We had significant debt commitments outstanding as of November 30, 2020. These on-balance sheet financial instruments, to the extent they accrue interest at variable interest rates, expose us to interest rate risk.

 

Foreign Currency Exchange Rate Risk

 

The functional currency of E2open’s foreign subsidiaries is generally the local currency. Assets and liabilities are translated into U.S. dollars at the exchange rate in effect as of the consolidated balance sheet date.

 

Operating accounts are translated at an average rate of exchange for the respective accounting periods.

 

Translation adjustments resulting from the process of translating foreign currency financial statements into U.S. dollars are reported as a component of accumulated other comprehensive income (loss).
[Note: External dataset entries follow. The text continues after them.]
//! Resolves lookups through the store first and the external source on a miss.

use std::{
    collections::HashMap,
    sync::{Arc, Mutex, PoisonError},
};

use futures::future::{BoxFuture, FutureExt, Shared};
use tracing::{debug, info, instrument, warn, Instrument, Span};

use crate::{
    error::{LexiconError, LexiconResult},
    external_source::ExternalLexicalSource,
    lexical_store::LexicalStore,
    model::{LanguageCode, LanguageSelector, LexicalRecord, PageRequest, RelationSelection},
};

type FetchResult = Result<Option<LexicalRecord>, Arc<LexiconError>>;
type SharedFetch = Shared<BoxFuture<'static, FetchResult>>;

#[derive(Debug, Clone, PartialEq, Eq, Hash)]
struct FetchKey {
    word: String,
    source_language: LanguageSelector,
    target_language: LanguageCode,
}

/// The cache-aside orchestration in front of a [`LexicalStore`].
///
/// Concurrent lookups of the same key that miss the store share one external fetch.
#[derive(Clone)]
pub struct WordResolver {
    store: Arc<dyn LexicalStore>,
    external_source: Arc<dyn ExternalLexicalSource>,
    in_flight_fetches: Arc<Mutex<HashMap<FetchKey, SharedFetch>>>,
}

impl WordResolver {
    pub fn new(
        store: Arc<dyn LexicalStore>,
        external_source: Arc<dyn ExternalLexicalSource>,
    ) -> Self {
        Self {
            store,
            external_source,
            in_flight_fetches: Default::default(),
        }
    }

    /// Look up a word, fetching and storing it if it is not stored yet.
    ///
    /// Returns `None` if neither the store nor the external source know the word.
    /// A fetched record is returned as fetched, not as re-read from the store.
    ///
    /// The fetch and the following save run in their own task, so they complete even if the
    /// caller goes away. All callers sharing a fetch receive its result, including a failed save.
    #[instrument(err, skip(self))]
    pub async fn get(
        &self,
        word: &str,
        source_language: &LanguageSelector,
        target_language: &LanguageCode,
    ) -> LexiconResult<Option<LexicalRecord>> {
        if let Some(record) = self
            .store
            .get(word, source_language, target_language)
            .await?
        {
            debug!("Found '{word}' in the store");
            return Ok(Some(record));
        }

        debug!("'{word}' is not stored, consulting the external source");
        let record = self
            .join_fetch(FetchKey {
                word: word.to_owned(),
                source_language: source_language.clone(),
                target_language: target_language.clone(),
            })
            .await
            .map_err(|source| LexiconError::SharedFetch { source })?;

        if record.is_none() {
            info!("'{word}' was not found");
        }
        Ok(record)
    }

    /// Delete a word and all its annotations. Deleting an unknown word does nothing.
    #[instrument(err, skip(self))]
    pub async fn delete(
        &self,
        word: &str,
        source_language: &LanguageSelector,
    ) -> LexiconResult<()> {
        match self.store.get_id(word, source_language).await? {
            Some(id) => {
                self.store.delete(id).await?;
                info!("Deleted '{word}' with id {}", id.0);
            }
            None => debug!("'{word}' is not stored, nothing to delete"),
        }

        Ok(())
    }

    #[instrument(err, skip(self))]
    pub async fn list_page(
        &self,
        page: PageRequest,
        word_filter: Option<&str>,
        relations: RelationSelection,
    ) -> LexiconResult<Vec<LexicalRecord>> {
        self.store.list_page(page, word_filter, relations).await
    }

    /// Join the in-flight fetch for the key, or spawn one.
    ///
    /// The spawned task removes its registry entry once the fetched record was saved or the save
    /// failed.
    fn join_fetch(&self, key: FetchKey) -> SharedFetch {
        let mut in_flight_fetches = self
            .in_flight_fetches
            .lock()
            .unwrap_or_else(PoisonError::into_inner);

        if let Some(fetch) = in_flight_fetches.get(&key) {
            debug!("Joining a concurrent fetch of '{}'", key.word);
            return fetch.clone();
        }

        let store = Arc::clone(&self.store);
        let external_source = Arc::clone(&self.external_source);
        let registry = Arc::clone(&self.in_flight_fetches);
        let fetch_key = key.clone();
        let task = tokio::spawn(
            async move {
                let result =
                    fetch_and_persist(store.as_ref(), external_source.as_ref(), &fetch_key).await;
                registry
                    .lock()
                    .unwrap_or_else(PoisonError::into_inner)
                    .remove(&fetch_key);
                result.map_err(Arc::new)
            }
            .instrument(Span::current()),
        );

        let fetch = async move {
            task.await.unwrap_or_else(|error| {
                Err(Arc::new(LexiconError::TokioTaskJoin {
                    source: Box::new(error),
                }))
            })
        }
        .boxed()
        .shared();

        in_flight_fetches.insert(key, fetch.clone());
        fetch
    }
}

/// Fetch a record and store it, unless its language is unknown.
async fn fetch_and_persist(
    store: &dyn LexicalStore,
    external_source: &dyn ExternalLexicalSource,
    key: &FetchKey,
) -> LexiconResult<Option<LexicalRecord>> {
    let Some(record) = external_source
        .get(&key.word, &key.source_language, &key.target_language)
        .await
    else {
        return Ok(None);
    };

    if record.language == LanguageSelector::Any {
        warn!(
            "Not storing '{}' since its language is unknown",
            record.word
        );
    } else {
        store.save(&record).await?;
    }

    Ok(Some(record))
}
Transaction gains and losses reflected in the functional currencies are charged to income or expense at the time of the transaction.

 

Credit Risk

 

Financial instruments that potentially subject E2open to a concentration of credit risk consist primarily of cash and cash equivalents, restricted cash and accounts receivable. E2open deposits cash and cash equivalents with high-quality financial institutions. Accounts receivable are typically unsecured and are derived from sales of subscriptions and support, as well as professional services, principally to large creditworthy technology, industrial, consumer goods, pharmaceutical and energy companies. Credit risk is concentrated primarily in North America, Europe and parts of Asia. E2open has historically experienced insignificant credit losses. E2open maintains allowances for estimated credit losses based on management’s assessment of the likelihood of collection.